-- EXERCISE AIM --
Starting with the first line of the data that follows, transcribe every line verbatim until the line containing "rows are the" has been transcribed.

Collected data entries

· · · · · · ·

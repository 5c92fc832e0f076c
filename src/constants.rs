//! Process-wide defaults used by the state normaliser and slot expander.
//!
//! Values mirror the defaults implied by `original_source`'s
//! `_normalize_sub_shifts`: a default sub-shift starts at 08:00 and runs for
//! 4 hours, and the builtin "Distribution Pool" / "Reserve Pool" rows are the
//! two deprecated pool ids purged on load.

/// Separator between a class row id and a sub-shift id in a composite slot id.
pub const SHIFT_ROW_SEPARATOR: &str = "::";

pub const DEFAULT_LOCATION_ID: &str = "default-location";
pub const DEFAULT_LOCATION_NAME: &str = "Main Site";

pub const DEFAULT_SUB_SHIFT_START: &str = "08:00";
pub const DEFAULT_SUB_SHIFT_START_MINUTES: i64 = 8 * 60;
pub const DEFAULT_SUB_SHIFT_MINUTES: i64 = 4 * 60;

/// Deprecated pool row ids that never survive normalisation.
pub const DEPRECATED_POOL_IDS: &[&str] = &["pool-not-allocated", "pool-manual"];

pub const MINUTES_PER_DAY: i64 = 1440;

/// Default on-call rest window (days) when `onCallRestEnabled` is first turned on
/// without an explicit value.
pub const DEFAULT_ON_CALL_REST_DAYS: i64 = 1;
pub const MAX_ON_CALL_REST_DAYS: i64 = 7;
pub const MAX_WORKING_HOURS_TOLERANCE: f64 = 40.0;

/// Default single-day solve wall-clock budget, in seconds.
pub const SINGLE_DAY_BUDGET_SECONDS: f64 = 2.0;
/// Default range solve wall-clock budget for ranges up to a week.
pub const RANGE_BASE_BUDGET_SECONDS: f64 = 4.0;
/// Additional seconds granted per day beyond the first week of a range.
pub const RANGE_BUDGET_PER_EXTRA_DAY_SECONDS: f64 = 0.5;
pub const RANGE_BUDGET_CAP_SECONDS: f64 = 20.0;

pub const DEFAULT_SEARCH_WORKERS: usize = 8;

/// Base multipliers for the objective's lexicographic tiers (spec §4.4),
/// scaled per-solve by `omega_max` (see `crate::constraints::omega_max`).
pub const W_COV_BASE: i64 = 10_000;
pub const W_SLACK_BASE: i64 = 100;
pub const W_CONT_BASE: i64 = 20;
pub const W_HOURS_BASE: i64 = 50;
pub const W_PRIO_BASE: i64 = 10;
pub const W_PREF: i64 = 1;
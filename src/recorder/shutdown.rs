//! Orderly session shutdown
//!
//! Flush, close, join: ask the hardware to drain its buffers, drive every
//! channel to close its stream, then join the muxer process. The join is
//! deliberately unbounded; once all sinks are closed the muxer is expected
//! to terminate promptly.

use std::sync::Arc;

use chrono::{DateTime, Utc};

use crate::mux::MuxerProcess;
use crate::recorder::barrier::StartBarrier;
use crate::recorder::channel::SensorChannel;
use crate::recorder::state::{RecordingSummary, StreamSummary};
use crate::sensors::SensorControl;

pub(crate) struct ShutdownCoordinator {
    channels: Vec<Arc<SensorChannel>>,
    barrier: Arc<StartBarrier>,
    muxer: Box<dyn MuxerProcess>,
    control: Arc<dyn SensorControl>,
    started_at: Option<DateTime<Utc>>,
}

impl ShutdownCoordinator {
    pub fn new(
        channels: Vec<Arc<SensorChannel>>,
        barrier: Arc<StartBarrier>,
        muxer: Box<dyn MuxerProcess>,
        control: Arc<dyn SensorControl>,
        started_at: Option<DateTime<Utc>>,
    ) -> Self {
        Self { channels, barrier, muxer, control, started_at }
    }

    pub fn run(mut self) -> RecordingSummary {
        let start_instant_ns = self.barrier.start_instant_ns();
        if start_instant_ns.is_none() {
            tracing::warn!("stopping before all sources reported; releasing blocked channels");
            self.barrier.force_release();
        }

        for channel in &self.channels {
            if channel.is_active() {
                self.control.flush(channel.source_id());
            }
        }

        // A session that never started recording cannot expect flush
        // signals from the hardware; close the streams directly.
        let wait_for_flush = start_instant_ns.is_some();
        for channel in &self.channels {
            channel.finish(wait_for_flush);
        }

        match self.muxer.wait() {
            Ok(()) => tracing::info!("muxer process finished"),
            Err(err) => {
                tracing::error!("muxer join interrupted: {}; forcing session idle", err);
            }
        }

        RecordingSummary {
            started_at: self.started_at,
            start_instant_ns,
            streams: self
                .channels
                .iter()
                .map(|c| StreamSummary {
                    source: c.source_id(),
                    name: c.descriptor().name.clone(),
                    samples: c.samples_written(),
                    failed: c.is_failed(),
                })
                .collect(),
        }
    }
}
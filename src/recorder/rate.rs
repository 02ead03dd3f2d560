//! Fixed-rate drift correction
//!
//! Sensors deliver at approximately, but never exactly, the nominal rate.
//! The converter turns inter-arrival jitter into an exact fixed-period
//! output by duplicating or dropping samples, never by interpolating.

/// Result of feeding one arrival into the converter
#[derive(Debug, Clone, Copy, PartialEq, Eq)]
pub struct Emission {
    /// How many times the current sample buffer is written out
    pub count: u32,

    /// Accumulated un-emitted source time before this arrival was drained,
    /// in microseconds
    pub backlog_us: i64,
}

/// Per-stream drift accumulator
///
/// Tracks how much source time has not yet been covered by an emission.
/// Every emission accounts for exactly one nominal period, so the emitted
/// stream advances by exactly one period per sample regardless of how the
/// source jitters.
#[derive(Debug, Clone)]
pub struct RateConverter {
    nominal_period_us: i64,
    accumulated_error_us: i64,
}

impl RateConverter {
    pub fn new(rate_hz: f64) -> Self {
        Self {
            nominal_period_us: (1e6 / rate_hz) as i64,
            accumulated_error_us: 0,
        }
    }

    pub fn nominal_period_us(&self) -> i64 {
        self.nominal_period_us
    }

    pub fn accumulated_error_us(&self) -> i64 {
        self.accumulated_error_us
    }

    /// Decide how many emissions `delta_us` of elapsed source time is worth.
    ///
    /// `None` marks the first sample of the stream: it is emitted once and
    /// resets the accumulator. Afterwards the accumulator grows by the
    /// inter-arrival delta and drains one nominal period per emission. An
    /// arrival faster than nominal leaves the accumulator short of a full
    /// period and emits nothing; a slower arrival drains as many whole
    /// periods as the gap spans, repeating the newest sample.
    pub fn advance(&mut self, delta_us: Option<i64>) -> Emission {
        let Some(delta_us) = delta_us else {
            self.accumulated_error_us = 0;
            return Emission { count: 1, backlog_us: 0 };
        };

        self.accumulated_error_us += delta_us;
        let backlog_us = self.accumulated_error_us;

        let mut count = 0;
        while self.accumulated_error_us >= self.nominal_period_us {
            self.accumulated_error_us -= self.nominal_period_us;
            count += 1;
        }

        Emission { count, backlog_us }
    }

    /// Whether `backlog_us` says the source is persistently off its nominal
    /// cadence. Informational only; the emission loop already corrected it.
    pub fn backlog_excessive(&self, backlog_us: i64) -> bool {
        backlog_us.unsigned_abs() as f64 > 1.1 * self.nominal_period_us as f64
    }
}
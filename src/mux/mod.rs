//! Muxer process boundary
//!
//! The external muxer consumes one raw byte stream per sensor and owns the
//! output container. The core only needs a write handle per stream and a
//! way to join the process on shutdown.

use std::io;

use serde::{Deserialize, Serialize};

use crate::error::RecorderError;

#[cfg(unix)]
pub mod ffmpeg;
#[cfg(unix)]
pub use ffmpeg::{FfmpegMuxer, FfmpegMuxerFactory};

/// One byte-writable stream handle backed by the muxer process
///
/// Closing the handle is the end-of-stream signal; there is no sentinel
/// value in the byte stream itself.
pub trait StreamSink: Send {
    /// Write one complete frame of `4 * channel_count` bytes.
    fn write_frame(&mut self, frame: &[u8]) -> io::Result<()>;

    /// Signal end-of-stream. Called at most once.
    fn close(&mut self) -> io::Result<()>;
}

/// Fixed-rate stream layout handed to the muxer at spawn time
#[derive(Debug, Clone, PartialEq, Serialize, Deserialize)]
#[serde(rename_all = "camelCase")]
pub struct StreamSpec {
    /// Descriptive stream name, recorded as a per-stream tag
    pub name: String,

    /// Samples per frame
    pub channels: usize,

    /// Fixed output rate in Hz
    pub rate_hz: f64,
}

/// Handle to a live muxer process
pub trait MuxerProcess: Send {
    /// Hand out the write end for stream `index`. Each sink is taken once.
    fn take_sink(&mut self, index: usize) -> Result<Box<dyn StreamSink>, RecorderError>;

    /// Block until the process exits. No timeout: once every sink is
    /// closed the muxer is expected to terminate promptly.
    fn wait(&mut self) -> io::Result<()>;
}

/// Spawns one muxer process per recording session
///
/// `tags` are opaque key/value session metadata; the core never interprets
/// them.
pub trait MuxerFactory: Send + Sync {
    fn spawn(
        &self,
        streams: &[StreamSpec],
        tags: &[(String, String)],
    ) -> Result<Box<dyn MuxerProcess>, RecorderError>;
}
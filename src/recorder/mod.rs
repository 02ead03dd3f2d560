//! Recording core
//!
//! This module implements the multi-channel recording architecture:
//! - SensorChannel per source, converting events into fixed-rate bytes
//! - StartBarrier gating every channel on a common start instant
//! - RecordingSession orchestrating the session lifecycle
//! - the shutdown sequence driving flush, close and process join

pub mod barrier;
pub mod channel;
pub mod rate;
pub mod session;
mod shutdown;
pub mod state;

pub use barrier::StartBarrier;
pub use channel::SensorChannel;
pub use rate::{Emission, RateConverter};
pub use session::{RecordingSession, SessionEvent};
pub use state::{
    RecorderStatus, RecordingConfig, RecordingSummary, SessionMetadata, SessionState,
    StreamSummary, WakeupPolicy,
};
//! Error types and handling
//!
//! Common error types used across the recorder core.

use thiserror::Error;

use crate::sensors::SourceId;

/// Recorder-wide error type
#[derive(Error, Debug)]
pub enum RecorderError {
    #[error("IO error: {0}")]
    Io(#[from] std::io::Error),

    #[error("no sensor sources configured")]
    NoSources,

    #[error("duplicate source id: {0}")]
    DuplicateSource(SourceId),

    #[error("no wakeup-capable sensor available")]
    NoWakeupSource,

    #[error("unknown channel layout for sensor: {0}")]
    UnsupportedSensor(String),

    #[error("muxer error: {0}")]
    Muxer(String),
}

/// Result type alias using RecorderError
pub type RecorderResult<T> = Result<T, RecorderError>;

· · · · · · ·

-- EXERCISE RESPONSE --
repository 5c92fc832e0f076c
filename src/constants.rs
//! Process-wide defaults used by the state normaliser and slot expander.
//!
//! Values mirror the defaults implied by `original_source`'s
//! `_normalize_sub_shifts`: a default sub-shift starts at 08:00 and runs for
//! 4 hours, and the builtin "Distribution Pool" / "Reserve Pool" rows are the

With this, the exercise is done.